Des manifestations jurisprudentielles se sont montrées plus souple. C’est ainsi que des arrêts ont considéré qu’une secrétaire médicale d’un hôpital public est liée à son employeur par un contrat administratif. Pourtant si on applique la grille de lecture « Mazerand » une secrétaire médicale ne soigne pas, elle ne participe donc pas a l’exécution même du service public. En dépit de cela, le Conseil d’Etat jugera qu’il y a bien participation à l’exécution même du service public se traduira désormais par tâches dont l’accomplissement est une condition d’une bonne exécution du service public.
Arrêt du tribunal des conflits du 25 Mars 1996, Berkani. Dans cet arrêt, le tribunal des conflits pose que de façon générale, les agents exécutants ou participant à l’exécution d’une mission de service public administratif sont des contractuels de droit public, à condition que l’employeur soit une personne publique. 


b)      Le critère relatif aux clauses du contrat

Il existe une perspective traditionnelle et une perspective plus renouvelée.

Perspective traditionnelle : Ce critère des clauses du contrat amène le juge à examiner les diverses clauses d’un contrat pour identifier celles qui ont un caractère exorbitant du droit commun. Traditionnellement, par clause exorbitante du droit commun on entend des clauses qui ne sont pas nécessairement illicite dans des contrats de droit privé, mais des clauses qui n’en sont pas moins inusuelles dans de tels contrats. Cela signifie que dans cette perspective traditionnelle, la clause est exorbitante au regard de sa nature.
Mais compte tenu des phénomènes de rapprochement. La clause est exorbitante à l’égard de son objet. Une clause exorbitante est alors une clause permettant la réalisation prioritaire de l’intérêt général. La clause exorbitante sera par exemple la clause qui permettra à une personne publique de modifier unilatéralement le contrat. Ce sera aussi une clause qui permet  à une personne publique de résilier avant terme le contrat en l’absence de toute faute du cocontractant.
Avec cette vision de la clause exorbitante, il y a l’œuvre une méthode d’analyse un peu raide. Si une clause sur 50 est exorbitante alors le contrat sera regardé comme étant administratif.

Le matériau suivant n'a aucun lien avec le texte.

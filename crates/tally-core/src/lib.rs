//! tally core: counter codec, fixed-offset calendar, clock, and error types.
//!
//! This crate defines the storage-level contracts shared by the server and
//! its tests: how counters are encoded as strings, how a calendar day maps to
//! a bucket key, and the error surface every layer reports through. It carries
//! no transport or async runtime dependencies.
//!
//! # Defensive guarantees
//! Panics, `unwrap`, and `expect` are compile-denied here.
//! Malformed stored values never surface as errors: they are coerced by
//! [`codec::parse_counter`].

#![deny(clippy::unwrap_used)]
#![deny(clippy::expect_used)]
#![deny(clippy::panic)]

pub mod calendar;
pub mod clock;
pub mod codec;
pub mod error;
pub mod keys;
pub mod stats;

/// Shared result type.
pub use error::{Result, TallyError};
//! Axum router wiring.
//!
//! Layer order, outermost first: preflight status fix, CORS, request tracing,
//! store-binding check, then the routes.

use std::time::Duration;

use axum::{
    extract::{Request, State},
    http::{header::CONTENT_TYPE, Method, StatusCode},
    middleware::{self, Next},
    response::{IntoResponse, Response},
    routing::{get, post},
    Router,
};
use tower_http::cors::{Any, CorsLayer};
use tower_http::trace::TraceLayer;

use crate::{
    api::{self, ApiError},
    app_state::AppState,
    ops,
};

const PREFLIGHT_MAX_AGE: Duration = Duration::from_secs(86400);

pub fn build_router(state: AppState) -> Router {
    let api = Router::new()
        .route("/stats", get(api::stats::get_stats).fallback(api::not_found))
        .route("/visit", post(api::stats::record_visit).fallback(api::not_found))
        .route("/admin/reset", post(api::admin::reset).fallback(api::not_found));

    let cors = CorsLayer::new()
        .allow_origin(Any)
        .allow_methods([Method::GET, Method::POST, Method::OPTIONS])
        .allow_headers([CONTENT_TYPE])
        .max_age(PREFLIGHT_MAX_AGE);

    Router::new()
        .route("/health", get(ops::health).fallback(api::not_found))
        .nest(&state.cfg().server.api_prefix, api)
        .fallback(api::not_found)
        .layer(middleware::from_fn_with_state(state.clone(), require_store))
        .layer(TraceLayer::new_for_http())
        .layer(cors)
        .layer(middleware::from_fn(preflight_no_content))
        .with_state(state)
}

/// Reject everything before routing when no store is bound.
async fn require_store(State(state): State<AppState>, req: Request, next: Next) -> Response {
    if !state.has_store() {
        return ApiError::not_configured().into_response();
    }
    next.run(req).await
}

/// The CORS layer answers any OPTIONS request itself; report it as 204.
async fn preflight_no_content(req: Request, next: Next) -> Response {
    let is_options = req.method() == Method::OPTIONS;
    let mut resp = next.run(req).await;
    if is_options {
        *resp.status_mut() = StatusCode::NO_CONTENT;
    }
    resp
}
//! Fixed-offset calendar for day buckets.
//!
//! "Today" is the calendar date of the current instant shifted by a fixed
//! offset (UTC+9 by default). The host timezone is never consulted and there
//! is no DST handling. The same rule drives both the current bucket key and
//! the keys targeted by retention cleanup.

use chrono::{DateTime, Days, FixedOffset, NaiveDate, Offset, Utc};

use crate::error::{Result, TallyError};
use crate::keys::DAILY_PREFIX;

/// Default offset in hours (UTC+9).
pub const DEFAULT_UTC_OFFSET_HOURS: i32 = 9;

const SECS_PER_HOUR: i32 = 3600;

/// Maps instants to day-bucket keys.
#[derive(Debug, Clone, Copy)]
pub struct Calendar {
    offset: FixedOffset,
}

impl Default for Calendar {
    fn default() -> Self {
        Self::new(DEFAULT_UTC_OFFSET_HOURS).unwrap_or(Self { offset: Utc.fix() })
    }
}

impl Calendar {
    /// Build a calendar for a whole-hour offset from UTC (-12..=14).
    pub fn new(utc_offset_hours: i32) -> Result<Self> {
        if !(-12..=14).contains(&utc_offset_hours) {
            return Err(TallyError::BadRequest(format!(
                "utc offset must be between -12 and 14 hours (got {utc_offset_hours})"
            )));
        }
        let offset = FixedOffset::east_opt(utc_offset_hours * SECS_PER_HOUR).ok_or_else(|| {
            TallyError::BadRequest(format!("invalid utc offset: {utc_offset_hours}"))
        })?;
        Ok(Self { offset })
    }

    pub fn offset(&self) -> FixedOffset {
        self.offset
    }

    /// Calendar date of `now` in this calendar.
    pub fn today(&self, now: DateTime<Utc>) -> NaiveDate {
        now.with_timezone(&self.offset).date_naive()
    }

    /// Bucket key for a given date.
    pub fn day_key(&self, date: NaiveDate) -> String {
        format!("{DAILY_PREFIX}{}", date.format("%Y-%m-%d"))
    }

    /// Bucket key for the day containing `now`.
    pub fn today_key(&self, now: DateTime<Utc>) -> String {
        self.day_key(self.today(now))
    }

    /// Bucket keys for every day inside `window`, counted back from today.
    pub fn retention_keys(&self, now: DateTime<Utc>, window: RetentionWindow) -> Vec<String> {
        let today = self.today(now);
        (window.min_age_days..=window.max_age_days)
            .filter_map(|age| today.checked_sub_days(Days::new(u64::from(age))))
            .map(|date| self.day_key(date))
            .collect()
    }
}

/// Day ages (inclusive) whose buckets are eligible for deletion.
#[derive(Debug, Clone, Copy, PartialEq, Eq)]
pub struct RetentionWindow {
    pub min_age_days: u32,
    pub max_age_days: u32,
}

impl Default for RetentionWindow {
    fn default() -> Self {
        Self {
            min_age_days: 7,
            max_age_days: 30,
        }
    }
}

impl RetentionWindow {
    /// Today's bucket (age 0) can never fall inside the window.
    pub fn new(min_age_days: u32, max_age_days: u32) -> Result<Self> {
        if min_age_days == 0 {
            return Err(TallyError::BadRequest(
                "retention.min_age_days must be at least 1".into(),
            ));
        }
        if max_age_days < min_age_days {
            return Err(TallyError::BadRequest(
                "retention.max_age_days must be >= min_age_days".into(),
            ));
        }
        if max_age_days > 3650 {
            return Err(TallyError::BadRequest(
                "retention.max_age_days must be <= 3650".into(),
            ));
        }
        Ok(Self {
            min_age_days,
            max_age_days,
        })
    }
}
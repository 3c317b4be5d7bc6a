//! Time source.
//!
//! Services never call `Utc::now()` directly; they ask a [`Clock`] so tests can
//! pin or advance time (e.g. across a day rollover).

use std::sync::Mutex;

use chrono::{DateTime, Duration, SecondsFormat, Utc};

pub trait Clock: Send + Sync {
    fn now(&self) -> DateTime<Utc>;
}

/// Wall clock.
#[derive(Debug, Default, Clone, Copy)]
pub struct SystemClock;

impl Clock for SystemClock {
    fn now(&self) -> DateTime<Utc> {
        Utc::now()
    }
}

/// Manually driven clock for tests and simulations.
#[derive(Debug)]
pub struct ManualClock {
    now: Mutex<DateTime<Utc>>,
}

impl ManualClock {
    pub fn new(start: DateTime<Utc>) -> Self {
        Self {
            now: Mutex::new(start),
        }
    }

    pub fn set(&self, t: DateTime<Utc>) {
        *self.now.lock().unwrap_or_else(|e| e.into_inner()) = t;
    }

    pub fn advance(&self, by: Duration) {
        let mut guard = self.now.lock().unwrap_or_else(|e| e.into_inner());
        *guard += by;
    }
}

impl Clock for ManualClock {
    fn now(&self) -> DateTime<Utc> {
        *self.now.lock().unwrap_or_else(|e| e.into_inner())
    }
}

/// RFC 3339 in UTC, millisecond precision, `Z` suffix.
pub fn iso_timestamp(t: DateTime<Utc>) -> String {
    t.to_rfc3339_opts(SecondsFormat::Millis, true)
}
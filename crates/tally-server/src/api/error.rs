//! HTTP mapping for `TallyError`.

use axum::{
    http::StatusCode,
    response::{IntoResponse, Response},
    Json,
};
use serde_json::json;

use tally_core::error::{ClientCode, TallyError};

/// Message used whenever the store binding is missing.
pub const NOT_CONFIGURED_MSG: &str = "Storage not configured";

/// An error plus the human-readable message shown to the caller.
#[derive(Debug)]
pub struct ApiError {
    err: TallyError,
    message: &'static str,
}

impl ApiError {
    pub fn new(err: TallyError, message: &'static str) -> Self {
        Self { err, message }
    }

    pub fn not_configured() -> Self {
        Self::new(TallyError::NotConfigured, NOT_CONFIGURED_MSG)
    }

    pub fn status(&self) -> StatusCode {
        match self.err.client_code() {
            ClientCode::BadRequest | ClientCode::UnsupportedVersion => StatusCode::BAD_REQUEST,
            ClientCode::Unauthorized => StatusCode::UNAUTHORIZED,
            ClientCode::StoreUnavailable | ClientCode::NotConfigured | ClientCode::Internal => {
                StatusCode::INTERNAL_SERVER_ERROR
            }
        }
    }
}

impl IntoResponse for ApiError {
    fn into_response(self) -> Response {
        let status = self.status();
        let code = self.err.client_code().as_str();
        if status.is_server_error() {
            tracing::error!(code, error = %self.err, "{}", self.message);
        } else {
            tracing::warn!(code, error = %self.err, "{}", self.message);
        }

        let body = Json(json!({
            "success": false,
            "error": self.message,
        }));
        (status, body).into_response()
    }
}
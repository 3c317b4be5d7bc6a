//! Wire shape of `VisitStats`.

#![allow(clippy::unwrap_used)]

use tally_core::stats::VisitStats;

#[test]
fn serializes_camel_case() {
    let s = VisitStats {
        total_visits: 3,
        daily_visits: 1,
        last_updated: "2024-05-01T03:04:05.678Z".into(),
    };
    let v = serde_json::to_value(&s).unwrap();
    assert_eq!(v["totalVisits"], 3);
    assert_eq!(v["dailyVisits"], 1);
    assert_eq!(v["lastUpdated"], "2024-05-01T03:04:05.678Z");
}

Alors au fil du temps, la jurisprudence a pris quelque liberté avec l’approche traditionnelle de la clause exorbitante. Certains arrêts ont privilégié une démarche impressionniste, synthétique. Ce qui a été recherché, par delà de la lecture clause par clause, est la teneur général d’un contrat.

Exemple : arrêt du Conseil d’Etat du 9 Janvier 1973, Société d’exploitation électrique de la rivière du Sant. Dans cette espèce, on lit des termes tout à fait significatifs dans les conclusions du commissaire du gouvernement. Ce dernier a recherché « une ambiance de droit public » dans le contrat. Il ne s’agit plus de lire ponctuellement les contrats mais on recherche à se faire ne impression d’ensemble à la lecture du contrat. Il y a beaucoup de subjectivité et d’incertitudes pour les requérants.